Universal Go core for project-scoped context management, retrieval, indexing, lexical evidence, and agent orchestration. Context Runtime — project-scoped corpus engine that assembles evidence-backed context packs.
fastygo/context is not a chat application, a generic RAG wrapper,
or a product companion. It is a reusable context operating layer for systems
that need to turn user intent, files, documents, logs, tool outputs, rules,
lexicons, and external sources into precise, inspectable, auditable context for
automated work.
The repository is in an early planning-and-implementation stage: architecture
decisions are recorded, and the first proof-of-concept code path is defined in
.project/progress.md.

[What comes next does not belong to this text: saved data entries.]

//! Adapters: concrete implementations of the hexagonal port traits.
//!
//! | Adapter        | Implements         | Connects to              |
//! |----------------|--------------------|--------------------------|
//! | `ble`          | RemoteLinkPort     | Bluedroid GATT server    |
//! | `hardware`     | SensorPort         | Ranger, DHT22 (GPIO)     |
//! |                | ActuatorPort       | Servo (LEDC), buzzer     |
//! | `log_sink`     | EventSink          | Serial log output        |
//! | `time`         | ClockPort          | ESP32 system timer       |
//! |                | MicrosClock        |                          |

pub mod ble;
pub mod hardware;
pub mod log_sink;
pub mod time;
//! Per-cycle data shared between the sensor layer, the arbitration core and
//! the actuator adapters.
//!
//! `SensorSnapshot` is produced once per tick and consumed immediately.
//! `ActuatorState` is the only record of what the hardware was last told.

use super::arbitration::ServoAngle;

// ---------------------------------------------------------------------------
// Sensor snapshot (written by the sensor hub, read by the service)
// ---------------------------------------------------------------------------

/// One temperature/humidity measurement.
#[derive(Debug, Clone, Copy, PartialEq)]
pub struct ClimateReading {
    /// Air temperature (°C).
    pub temperature_c: f32,
    /// Relative humidity (%).
    pub humidity_pct: f32,
}

/// A point-in-time snapshot of both sensor branches.
///
/// Each branch carries its own validity: `None` means the read failed this
/// cycle and the branch must be skipped.
#[derive(Debug, Clone, Copy, Default, PartialEq)]
pub struct SensorSnapshot {
    /// Latest climate reading, if the sensor answered.
    pub climate: Option<ClimateReading>,
    /// Distance to the nearest object (cm), if a valid echo was timed.
    pub distance_cm: Option<f32>,
}

impl SensorSnapshot {
    /// Build a snapshot from raw branch readings, dropping distances that
    /// are not strictly positive and finite.
    pub fn new(climate: Option<ClimateReading>, distance_cm: Option<f32>) -> Self {
        Self {
            climate,
            distance_cm: distance_cm.filter(|d| d.is_finite() && *d > 0.0),
        }
    }
}

// ---------------------------------------------------------------------------
// Actuator state (mutated only after a directive reaches the hardware)
// ---------------------------------------------------------------------------

/// Last values actually written to the actuators.
#[derive(Debug, Clone, Copy, PartialEq, Eq)]
pub struct ActuatorState {
    pub current_angle: ServoAngle,
    pub buzzer_on: bool,
}

impl Default for ActuatorState {
    fn default() -> Self {
        Self {
            current_angle: ServoAngle::ZERO,
            buzzer_on: false,
        }
    }
}
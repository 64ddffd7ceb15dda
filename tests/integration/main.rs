//! Integration test driver for `tests/integration/` submodule.
//!
//! Each `mod` below maps to a file that exercises a specific subsystem
//! against mock adapters.  All tests run on the host (x86_64) with no
//! real hardware required.

mod control_loop_tests;
mod node_service_tests;
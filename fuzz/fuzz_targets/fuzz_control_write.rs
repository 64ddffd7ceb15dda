//! Fuzz target: control characteristic writes
//!
//! Feeds arbitrary payloads through the link queue truncation and the
//! service's payload handler.  The servo must only ever be written with
//! in-range angles, and an ignored payload must leave the mode untouched.
//!
//! cargo fuzz run fuzz_control_write

#![no_main]

use libfuzzer_sys::fuzz_target;
use proxgate::app::events::AppEvent;
use proxgate::app::ports::{ActuatorPort, EventSink};
use proxgate::app::service::NodeService;
use proxgate::config::NodeConfig;
use proxgate::control::arbitration::ServoAngle;
use proxgate::error::ActuatorError;
use proxgate::link::{LinkEvent, MAX_WRITE_LEN};

struct Outputs;

impl ActuatorPort for Outputs {
    fn set_servo_angle(&mut self, angle: ServoAngle) -> Result<(), ActuatorError> {
        assert!((-90..=90).contains(&angle.degrees()));
        Ok(())
    }

    fn set_buzzer(&mut self, _on: bool) {}
}

struct Discard;

impl EventSink for Discard {
    fn emit(&mut self, _event: &AppEvent) {}
}

fuzz_target!(|data: &[u8]| {
    let LinkEvent::Write { payload, at_ms } = LinkEvent::write(data, 0) else {
        panic!("write constructor produced another variant");
    };
    assert!(payload.len() <= MAX_WRITE_LEN);

    let mut svc = NodeService::new(&NodeConfig::default());
    let before = svc.mode();
    if svc
        .handle_payload(&payload, at_ms, &mut Outputs, &mut Discard)
        .is_none()
    {
        assert_eq!(svc.mode(), before);
    }
});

Target capabilities below describe the intended design,
not a finished runtime.
Large language models are useful, but they do not solve context management. A serious agent system needs to know what evidence was selected, where it came from, why other evidence was rejected, which tool was allowed to run, which model saw which context, and how the final result can be replayed or debugged.
This module exists because plain RAG is not enough for long-lived projects:
- vector search misses exact facts, citations, wordforms, morphology, source authority, and operational boundaries;
- unbounded chat history is noisy, lossy, and hard to audit;
- normalized text cannot replace original source text, snippets, quotes, or attestations;
- tool calls without typed policy create hidden side effects;
- background agents need ownership, cancellation, traces, and verification;
- source-backed work must preserve spans, versions, checksums, and decisions;
- model, vector, storage, language, lexicon, and tool providers must remain replaceable.
The engine is designed to combine deterministic information retrieval, source-backed context packs, typed tools, replaceable adapters, and agent/subagent orchestration without baking product identity, language-specific grammar, dictionary content, or scenario-specific products into the core.
The module is designed to provide foundations for:
- project-scoped source and artifact memory;
- deterministic indexing with manifests and incremental updates;
- hybrid retrieval over dense vectors, sparse/keyword indexes, exact matching, morphology-aware lexical paths, graph traversal, source filters, recency, and tool outputs;
- language-neutral contracts for tokens, lemmas, lexemes, wordforms, morphology features, analyses, and query expansion;
- lexicographic contracts for senses, concepts, attestations, variants, registers, regions, time periods, and lexicon sources;
- focus policies that keep retrieval and context packing scoped to the current task;
- replayable
ContextPackobjects for model calls, tools, and subagents; - typed tool registration with permissions, risk levels, and structured results;
- foreground and background
AgentRuntraces; - verification and evaluation loops for retrieval quality and factuality;
- adapter boundaries for LLMs, embeddings, rerankers, vector stores, metadata stores, artifact stores, language analyzers, lexicon resources, crawlers, and product integrations.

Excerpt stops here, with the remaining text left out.